Baal HaSulam interpretou que isso significa a fé, que a pessoa menospreza e pisa com os seus pés.
Para compreender isto mais claramente, esclareçamos o que os nossos sábios disseram (Tanhuma), e estas são as suas palavras: “E acontecerá que por causa”, referindo-se ao versículo, “Por que temerei nos dias de adversidade, a iniquidade dos meus inimigos cerca-me” (Salmos 49). Bendito seja o nome do Criador, que deu a Torá a Israel, na qual há 613 Mitzvot (mandamentos), entre os quais há os leves e os graves. Porque entre eles há Mitzvot leves, com os quais as pessoas não são meticulosas, mas ao invés lançam-nos sob os seus pés, o que significa que são leves, daí David temer o Dia do Julgamento e dizer, “Senhor, não temo as Mitzvot graves na Torá, pois são graves. O que temo são as Mitzvot leves, receando ter violado uma delas — quer a tenha cumprido ou não — porque era leve. E disseste, ‘Tem cuidado com uma Mitzva leve como com uma grave.’” Por isso ele disse, “Por que temerei nos dias de adversidade”, e está escrito, “Também o teu servo é cauteloso com elas por causa da maioria”, até aqui as suas palavras.
Devemos perguntar, “É sabido que é mais fácil cumprir as Mitzvot leves do que as graves, onde fácil significa que são simples de realizar, e grave significa que é difícil de realizar. Portanto, por que ele teme ter violado as Mitzvot que são fáceis de cumprir mais do que as Mitzvot que são difíceis de cumprir?” Depois, a Midrash explica que é porque ele temia as questões leves. Por isso, ele termina com “Também o teu servo é cauteloso com elas por causa da maioria”, que ele precisava de vigilância e cuidado para cumprir as questões leves mais do que as graves.
Devemos entender que, no que diz respeito a ‘leve’ e ‘grave’, o mundo determina o que considera ‘leve’ e o que considera ‘grave’. E como o mundo se apega à exterioridade, o mundo sabe que o que devemos vigiar mais são as ações, pois são aparentes a todos. Ou seja, cada um pode pesar e medir quantas ações realizou durante o dia, e quantas horas dedicou ao estudo da Torá. E quando o seu amigo vê que outro está a realizar várias Mitzvot e passa várias horas a estudar a Torá, ele respeita-o e aprecia-o. E quando, Deus nos livre, ele não vê que o seu amigo está a fazer boas ações, ele vê que o seu amigo está num estado inferior, afastado da Torá e do trabalho, pois só pode ver o que é aparente. É por isso que as ações são consideradas Mitzvot graves.

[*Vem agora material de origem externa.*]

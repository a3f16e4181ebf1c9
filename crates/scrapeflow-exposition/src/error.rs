//! Errors that make a single exposed family malformed.

use thiserror::Error;

#[derive(Debug, Clone, PartialEq, Error)]
pub enum ExpositionError {
    #[error("unknown metric type {0:?}")]
    UnknownType(String),

    #[error("conflicting TYPE lines: {first:?} then {second:?}")]
    ConflictingType { first: String, second: String },

    #[error("line {line}: malformed label set: {reason}")]
    InvalidLabels { line: usize, reason: String },

    #[error("line {line}: duplicate label {name:?}")]
    DuplicateLabel { line: usize, name: String },

    #[error("line {line}: missing sample value")]
    MissingValue { line: usize },

    #[error("line {line}: invalid sample value {value:?}")]
    InvalidValue { line: usize, value: String },

    #[error("line {line}: invalid timestamp {value:?}")]
    InvalidTimestamp { line: usize, value: String },

    #[error("line {line}: histogram bucket without \"le\" label")]
    MissingBucketBound { line: usize },
}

Parece verdade que elas são graves porque toda a questão da Kedusha (santidade) está em “Faremos e ouviremos”, pois o mais importante é a ação, já que apenas a ação leva ao ‘ouvir’, que é chamado Lishma (pelo seu Benefício), pois de Lo Lishma (não pelo Seu Benefício) chegamos a Lishma, e sem ações é impossível alcançar qualquer nível.
Por esta razão, as pessoas determinaram que o mais importante é a ação, e isso é o mais grave. Por isso, determinaram que o pensamento, ou seja, a intenção, é considerado leve e inferior, ou seja, indigno de tempo e esforço, pois o mais importante é a ação.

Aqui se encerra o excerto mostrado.